→ **DATA**:
-=-=-=-=-
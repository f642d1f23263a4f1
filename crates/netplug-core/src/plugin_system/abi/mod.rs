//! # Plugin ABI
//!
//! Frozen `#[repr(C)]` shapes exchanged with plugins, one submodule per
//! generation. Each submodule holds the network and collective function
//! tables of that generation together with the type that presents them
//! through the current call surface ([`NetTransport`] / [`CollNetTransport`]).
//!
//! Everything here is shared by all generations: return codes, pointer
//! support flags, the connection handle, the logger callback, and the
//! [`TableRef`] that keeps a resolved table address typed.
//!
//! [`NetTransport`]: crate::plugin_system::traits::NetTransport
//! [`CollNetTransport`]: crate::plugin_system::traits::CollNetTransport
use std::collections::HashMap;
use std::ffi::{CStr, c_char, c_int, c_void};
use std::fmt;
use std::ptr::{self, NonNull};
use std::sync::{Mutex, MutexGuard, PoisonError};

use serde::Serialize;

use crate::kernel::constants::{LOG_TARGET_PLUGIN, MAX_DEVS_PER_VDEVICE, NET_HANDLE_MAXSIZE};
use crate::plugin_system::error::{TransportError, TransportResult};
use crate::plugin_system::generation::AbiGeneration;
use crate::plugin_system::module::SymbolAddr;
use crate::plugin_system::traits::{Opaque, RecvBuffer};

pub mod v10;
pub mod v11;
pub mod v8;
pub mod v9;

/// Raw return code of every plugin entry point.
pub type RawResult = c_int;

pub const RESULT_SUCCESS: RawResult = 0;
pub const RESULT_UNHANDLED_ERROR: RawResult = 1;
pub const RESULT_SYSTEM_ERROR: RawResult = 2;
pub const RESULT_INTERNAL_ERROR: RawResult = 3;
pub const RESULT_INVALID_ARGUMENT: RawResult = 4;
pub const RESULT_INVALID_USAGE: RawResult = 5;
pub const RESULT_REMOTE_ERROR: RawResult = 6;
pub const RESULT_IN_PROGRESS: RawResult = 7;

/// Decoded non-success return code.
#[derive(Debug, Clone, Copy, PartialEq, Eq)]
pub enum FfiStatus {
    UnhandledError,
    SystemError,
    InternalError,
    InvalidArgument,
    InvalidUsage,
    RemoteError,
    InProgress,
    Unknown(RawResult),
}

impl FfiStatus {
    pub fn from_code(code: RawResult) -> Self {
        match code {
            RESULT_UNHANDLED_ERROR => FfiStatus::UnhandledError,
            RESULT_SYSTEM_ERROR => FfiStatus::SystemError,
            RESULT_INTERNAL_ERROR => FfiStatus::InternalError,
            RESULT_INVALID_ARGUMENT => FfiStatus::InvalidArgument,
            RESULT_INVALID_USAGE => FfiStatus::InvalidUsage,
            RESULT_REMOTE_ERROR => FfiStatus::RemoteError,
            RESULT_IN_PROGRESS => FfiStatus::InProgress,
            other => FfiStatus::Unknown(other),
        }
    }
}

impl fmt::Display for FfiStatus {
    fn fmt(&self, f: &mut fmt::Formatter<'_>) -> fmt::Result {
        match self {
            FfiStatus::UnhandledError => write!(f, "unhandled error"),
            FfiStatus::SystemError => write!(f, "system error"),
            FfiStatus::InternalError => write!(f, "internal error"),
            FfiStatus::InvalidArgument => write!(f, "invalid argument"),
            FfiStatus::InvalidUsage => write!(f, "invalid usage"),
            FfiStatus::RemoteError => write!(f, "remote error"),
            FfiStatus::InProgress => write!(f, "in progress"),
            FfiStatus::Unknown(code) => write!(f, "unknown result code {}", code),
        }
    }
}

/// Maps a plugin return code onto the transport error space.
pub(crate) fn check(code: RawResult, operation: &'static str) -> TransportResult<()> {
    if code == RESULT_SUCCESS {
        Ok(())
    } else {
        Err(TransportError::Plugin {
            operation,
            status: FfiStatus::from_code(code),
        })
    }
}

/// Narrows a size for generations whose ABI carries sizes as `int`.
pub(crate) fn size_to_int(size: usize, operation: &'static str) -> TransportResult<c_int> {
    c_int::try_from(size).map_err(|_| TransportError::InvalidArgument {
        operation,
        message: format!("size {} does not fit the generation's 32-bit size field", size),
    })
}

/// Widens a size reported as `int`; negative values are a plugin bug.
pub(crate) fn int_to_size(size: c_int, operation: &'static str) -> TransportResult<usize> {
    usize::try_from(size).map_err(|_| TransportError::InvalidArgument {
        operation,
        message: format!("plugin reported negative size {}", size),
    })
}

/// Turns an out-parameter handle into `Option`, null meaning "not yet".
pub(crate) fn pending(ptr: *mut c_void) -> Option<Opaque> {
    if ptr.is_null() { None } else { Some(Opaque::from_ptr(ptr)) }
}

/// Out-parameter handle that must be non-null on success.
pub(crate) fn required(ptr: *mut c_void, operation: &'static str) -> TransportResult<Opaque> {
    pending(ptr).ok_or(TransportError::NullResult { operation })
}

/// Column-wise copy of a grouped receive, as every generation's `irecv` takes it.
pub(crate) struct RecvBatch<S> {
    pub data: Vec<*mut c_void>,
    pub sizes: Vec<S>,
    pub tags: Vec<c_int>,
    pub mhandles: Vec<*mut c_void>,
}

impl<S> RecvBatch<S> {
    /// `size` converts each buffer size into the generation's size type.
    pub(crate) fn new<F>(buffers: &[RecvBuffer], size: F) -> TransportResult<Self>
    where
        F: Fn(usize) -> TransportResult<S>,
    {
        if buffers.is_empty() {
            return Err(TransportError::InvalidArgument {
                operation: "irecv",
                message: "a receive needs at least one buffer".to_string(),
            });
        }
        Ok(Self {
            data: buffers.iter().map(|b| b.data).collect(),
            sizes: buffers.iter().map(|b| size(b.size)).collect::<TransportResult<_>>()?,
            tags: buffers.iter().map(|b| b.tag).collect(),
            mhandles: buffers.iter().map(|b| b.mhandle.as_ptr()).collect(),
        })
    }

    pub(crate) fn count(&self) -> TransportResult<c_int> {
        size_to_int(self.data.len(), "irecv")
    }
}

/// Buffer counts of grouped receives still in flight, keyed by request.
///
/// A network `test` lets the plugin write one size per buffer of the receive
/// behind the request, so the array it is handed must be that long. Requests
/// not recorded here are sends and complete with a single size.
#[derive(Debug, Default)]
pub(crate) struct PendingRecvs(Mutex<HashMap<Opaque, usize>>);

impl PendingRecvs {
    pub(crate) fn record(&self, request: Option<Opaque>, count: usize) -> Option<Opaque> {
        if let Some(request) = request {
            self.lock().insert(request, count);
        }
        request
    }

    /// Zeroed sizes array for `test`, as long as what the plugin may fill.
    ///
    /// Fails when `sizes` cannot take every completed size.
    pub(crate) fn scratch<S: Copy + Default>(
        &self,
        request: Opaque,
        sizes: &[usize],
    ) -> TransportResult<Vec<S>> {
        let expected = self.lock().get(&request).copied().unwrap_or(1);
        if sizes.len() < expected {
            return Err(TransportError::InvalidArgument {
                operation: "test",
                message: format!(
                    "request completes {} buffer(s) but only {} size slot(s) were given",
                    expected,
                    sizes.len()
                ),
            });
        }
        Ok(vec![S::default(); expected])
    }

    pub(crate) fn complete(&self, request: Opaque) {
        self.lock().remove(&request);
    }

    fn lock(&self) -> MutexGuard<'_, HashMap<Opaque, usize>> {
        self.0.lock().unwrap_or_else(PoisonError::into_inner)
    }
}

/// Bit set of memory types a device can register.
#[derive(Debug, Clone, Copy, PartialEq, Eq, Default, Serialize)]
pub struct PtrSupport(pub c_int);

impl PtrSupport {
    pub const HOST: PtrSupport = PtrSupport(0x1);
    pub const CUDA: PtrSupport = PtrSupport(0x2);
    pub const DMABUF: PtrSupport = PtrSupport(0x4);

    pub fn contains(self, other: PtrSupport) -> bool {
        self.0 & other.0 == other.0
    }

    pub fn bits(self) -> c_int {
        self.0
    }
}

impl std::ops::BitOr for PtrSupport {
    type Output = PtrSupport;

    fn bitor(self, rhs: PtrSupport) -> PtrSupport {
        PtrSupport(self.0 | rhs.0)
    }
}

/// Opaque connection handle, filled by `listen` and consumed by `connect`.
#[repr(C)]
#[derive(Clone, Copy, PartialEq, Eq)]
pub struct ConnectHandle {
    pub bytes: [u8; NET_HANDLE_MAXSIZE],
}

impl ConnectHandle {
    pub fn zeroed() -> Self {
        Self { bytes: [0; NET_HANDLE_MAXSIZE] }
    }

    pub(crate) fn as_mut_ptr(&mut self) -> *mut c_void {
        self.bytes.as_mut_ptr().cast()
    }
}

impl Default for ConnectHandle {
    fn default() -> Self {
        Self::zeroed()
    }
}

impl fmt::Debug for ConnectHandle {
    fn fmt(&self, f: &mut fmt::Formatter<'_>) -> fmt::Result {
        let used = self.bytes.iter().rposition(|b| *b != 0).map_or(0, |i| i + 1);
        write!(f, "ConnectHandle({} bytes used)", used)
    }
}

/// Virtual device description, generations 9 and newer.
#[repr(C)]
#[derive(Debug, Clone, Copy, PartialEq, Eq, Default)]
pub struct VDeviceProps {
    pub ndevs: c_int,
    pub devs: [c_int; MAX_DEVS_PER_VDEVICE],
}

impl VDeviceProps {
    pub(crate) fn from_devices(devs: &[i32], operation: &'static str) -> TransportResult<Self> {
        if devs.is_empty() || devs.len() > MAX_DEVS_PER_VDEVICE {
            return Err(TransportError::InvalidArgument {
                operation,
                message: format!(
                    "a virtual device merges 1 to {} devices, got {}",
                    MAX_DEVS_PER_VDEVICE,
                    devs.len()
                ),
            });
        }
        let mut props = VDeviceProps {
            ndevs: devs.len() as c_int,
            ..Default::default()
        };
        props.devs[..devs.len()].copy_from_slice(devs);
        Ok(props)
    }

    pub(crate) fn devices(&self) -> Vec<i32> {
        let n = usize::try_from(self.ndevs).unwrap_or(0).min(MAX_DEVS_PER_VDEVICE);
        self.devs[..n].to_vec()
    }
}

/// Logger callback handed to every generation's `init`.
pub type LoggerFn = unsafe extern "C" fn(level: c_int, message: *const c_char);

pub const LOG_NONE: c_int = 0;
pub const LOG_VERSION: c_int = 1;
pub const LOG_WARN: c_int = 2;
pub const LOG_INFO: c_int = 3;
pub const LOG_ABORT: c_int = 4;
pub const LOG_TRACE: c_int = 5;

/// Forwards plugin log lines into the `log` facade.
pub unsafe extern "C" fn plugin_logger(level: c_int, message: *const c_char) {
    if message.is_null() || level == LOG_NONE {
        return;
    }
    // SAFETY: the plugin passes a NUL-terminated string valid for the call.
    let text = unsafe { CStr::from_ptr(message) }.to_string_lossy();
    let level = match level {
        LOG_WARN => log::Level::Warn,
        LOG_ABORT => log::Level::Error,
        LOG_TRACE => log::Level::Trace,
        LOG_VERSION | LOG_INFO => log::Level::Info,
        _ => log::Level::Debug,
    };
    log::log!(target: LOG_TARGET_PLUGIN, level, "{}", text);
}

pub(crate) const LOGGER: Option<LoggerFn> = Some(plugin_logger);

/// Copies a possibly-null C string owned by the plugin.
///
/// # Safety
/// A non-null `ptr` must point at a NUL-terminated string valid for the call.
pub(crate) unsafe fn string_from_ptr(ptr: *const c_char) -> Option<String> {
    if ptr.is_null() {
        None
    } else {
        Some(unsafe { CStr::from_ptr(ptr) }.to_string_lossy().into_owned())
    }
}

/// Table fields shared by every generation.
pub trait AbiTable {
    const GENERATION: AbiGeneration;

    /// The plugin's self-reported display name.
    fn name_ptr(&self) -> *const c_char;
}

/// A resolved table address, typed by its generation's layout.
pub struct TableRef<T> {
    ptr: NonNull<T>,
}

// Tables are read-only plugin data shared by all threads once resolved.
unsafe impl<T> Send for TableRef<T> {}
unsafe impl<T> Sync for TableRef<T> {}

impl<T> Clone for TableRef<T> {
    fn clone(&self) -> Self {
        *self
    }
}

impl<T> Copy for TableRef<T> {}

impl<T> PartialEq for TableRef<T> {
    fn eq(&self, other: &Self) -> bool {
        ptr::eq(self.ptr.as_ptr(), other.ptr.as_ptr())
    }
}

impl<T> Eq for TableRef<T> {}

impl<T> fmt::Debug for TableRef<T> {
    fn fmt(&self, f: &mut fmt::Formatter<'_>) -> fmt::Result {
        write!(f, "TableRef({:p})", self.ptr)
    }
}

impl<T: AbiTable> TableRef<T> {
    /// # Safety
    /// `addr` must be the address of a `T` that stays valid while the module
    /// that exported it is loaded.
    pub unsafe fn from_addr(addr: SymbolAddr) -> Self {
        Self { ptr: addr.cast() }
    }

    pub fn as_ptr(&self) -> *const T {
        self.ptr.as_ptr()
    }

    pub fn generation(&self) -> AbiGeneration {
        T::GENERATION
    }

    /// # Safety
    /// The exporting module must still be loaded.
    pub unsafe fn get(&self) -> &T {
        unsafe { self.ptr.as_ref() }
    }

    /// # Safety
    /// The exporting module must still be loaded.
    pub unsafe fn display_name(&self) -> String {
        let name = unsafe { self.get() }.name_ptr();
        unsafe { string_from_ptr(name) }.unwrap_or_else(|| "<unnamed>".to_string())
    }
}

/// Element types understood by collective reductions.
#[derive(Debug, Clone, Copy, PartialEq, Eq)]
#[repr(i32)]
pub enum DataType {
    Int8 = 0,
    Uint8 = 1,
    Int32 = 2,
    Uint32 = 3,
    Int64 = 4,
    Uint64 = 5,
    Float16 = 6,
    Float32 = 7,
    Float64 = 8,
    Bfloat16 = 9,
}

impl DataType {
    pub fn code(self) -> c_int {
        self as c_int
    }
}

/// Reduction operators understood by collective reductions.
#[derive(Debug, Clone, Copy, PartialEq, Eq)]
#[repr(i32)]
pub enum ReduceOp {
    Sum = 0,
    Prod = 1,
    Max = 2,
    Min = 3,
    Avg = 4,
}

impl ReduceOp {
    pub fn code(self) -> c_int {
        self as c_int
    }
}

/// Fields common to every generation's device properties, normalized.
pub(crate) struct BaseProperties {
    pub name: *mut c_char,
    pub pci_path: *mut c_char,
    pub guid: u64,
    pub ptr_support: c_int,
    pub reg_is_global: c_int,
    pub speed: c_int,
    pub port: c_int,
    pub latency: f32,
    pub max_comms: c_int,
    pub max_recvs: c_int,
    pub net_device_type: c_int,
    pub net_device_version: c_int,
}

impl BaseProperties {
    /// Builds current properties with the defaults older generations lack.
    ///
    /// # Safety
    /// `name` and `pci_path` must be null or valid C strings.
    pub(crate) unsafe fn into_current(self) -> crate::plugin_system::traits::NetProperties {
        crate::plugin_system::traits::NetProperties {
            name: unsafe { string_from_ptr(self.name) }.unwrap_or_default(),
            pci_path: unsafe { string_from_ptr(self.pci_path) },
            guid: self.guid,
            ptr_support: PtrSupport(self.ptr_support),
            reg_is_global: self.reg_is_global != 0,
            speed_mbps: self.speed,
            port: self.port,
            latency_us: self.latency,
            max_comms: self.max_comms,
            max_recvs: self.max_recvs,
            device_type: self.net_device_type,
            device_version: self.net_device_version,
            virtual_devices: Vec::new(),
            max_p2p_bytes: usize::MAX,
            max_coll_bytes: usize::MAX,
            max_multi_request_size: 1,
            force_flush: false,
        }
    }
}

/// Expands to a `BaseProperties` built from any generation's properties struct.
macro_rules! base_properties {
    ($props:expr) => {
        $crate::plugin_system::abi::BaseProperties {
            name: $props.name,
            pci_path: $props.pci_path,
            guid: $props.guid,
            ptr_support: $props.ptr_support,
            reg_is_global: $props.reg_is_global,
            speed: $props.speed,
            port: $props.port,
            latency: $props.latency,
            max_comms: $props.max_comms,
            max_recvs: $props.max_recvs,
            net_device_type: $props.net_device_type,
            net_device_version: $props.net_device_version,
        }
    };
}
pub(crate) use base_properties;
-=-=-=-=-
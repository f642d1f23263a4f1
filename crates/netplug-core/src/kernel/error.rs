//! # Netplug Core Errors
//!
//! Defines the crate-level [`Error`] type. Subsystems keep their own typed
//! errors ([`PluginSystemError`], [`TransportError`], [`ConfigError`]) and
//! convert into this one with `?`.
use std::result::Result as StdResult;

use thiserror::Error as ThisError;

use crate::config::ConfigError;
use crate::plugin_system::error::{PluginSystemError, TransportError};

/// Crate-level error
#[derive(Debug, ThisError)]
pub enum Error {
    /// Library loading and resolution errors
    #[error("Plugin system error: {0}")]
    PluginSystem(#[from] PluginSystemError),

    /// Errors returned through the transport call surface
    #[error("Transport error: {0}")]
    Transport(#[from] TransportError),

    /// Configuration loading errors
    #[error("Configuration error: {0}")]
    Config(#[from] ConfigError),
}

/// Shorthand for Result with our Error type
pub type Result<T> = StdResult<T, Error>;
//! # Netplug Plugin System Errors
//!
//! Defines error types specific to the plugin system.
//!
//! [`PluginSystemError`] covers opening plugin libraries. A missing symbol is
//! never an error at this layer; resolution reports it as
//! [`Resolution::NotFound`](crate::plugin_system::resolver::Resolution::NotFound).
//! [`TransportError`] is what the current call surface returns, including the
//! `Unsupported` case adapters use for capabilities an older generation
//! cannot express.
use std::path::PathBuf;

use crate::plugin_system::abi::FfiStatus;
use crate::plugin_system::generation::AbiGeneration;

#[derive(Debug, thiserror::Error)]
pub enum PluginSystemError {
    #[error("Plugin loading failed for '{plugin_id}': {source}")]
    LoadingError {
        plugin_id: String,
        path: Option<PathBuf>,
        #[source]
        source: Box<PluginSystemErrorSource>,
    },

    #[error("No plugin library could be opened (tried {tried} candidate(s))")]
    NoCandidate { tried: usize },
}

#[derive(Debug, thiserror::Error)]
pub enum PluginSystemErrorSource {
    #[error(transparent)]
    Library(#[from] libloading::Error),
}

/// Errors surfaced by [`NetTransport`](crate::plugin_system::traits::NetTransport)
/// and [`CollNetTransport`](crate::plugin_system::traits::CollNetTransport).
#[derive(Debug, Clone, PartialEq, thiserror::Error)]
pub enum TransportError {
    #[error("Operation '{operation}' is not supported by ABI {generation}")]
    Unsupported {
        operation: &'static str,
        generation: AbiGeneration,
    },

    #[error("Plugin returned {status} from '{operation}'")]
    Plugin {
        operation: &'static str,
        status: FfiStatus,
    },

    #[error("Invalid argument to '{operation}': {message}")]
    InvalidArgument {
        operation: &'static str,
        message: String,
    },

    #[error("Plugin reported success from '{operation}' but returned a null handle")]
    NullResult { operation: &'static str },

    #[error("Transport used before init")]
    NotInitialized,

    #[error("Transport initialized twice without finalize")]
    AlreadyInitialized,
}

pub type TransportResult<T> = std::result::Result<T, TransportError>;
-=-=-=-=-
→ **YOUR GOAL**:
Look over the data and work out how many lines include the word "Option"; reply with the number only.

→ **ANSWER TO THIS EXERCISE**:
6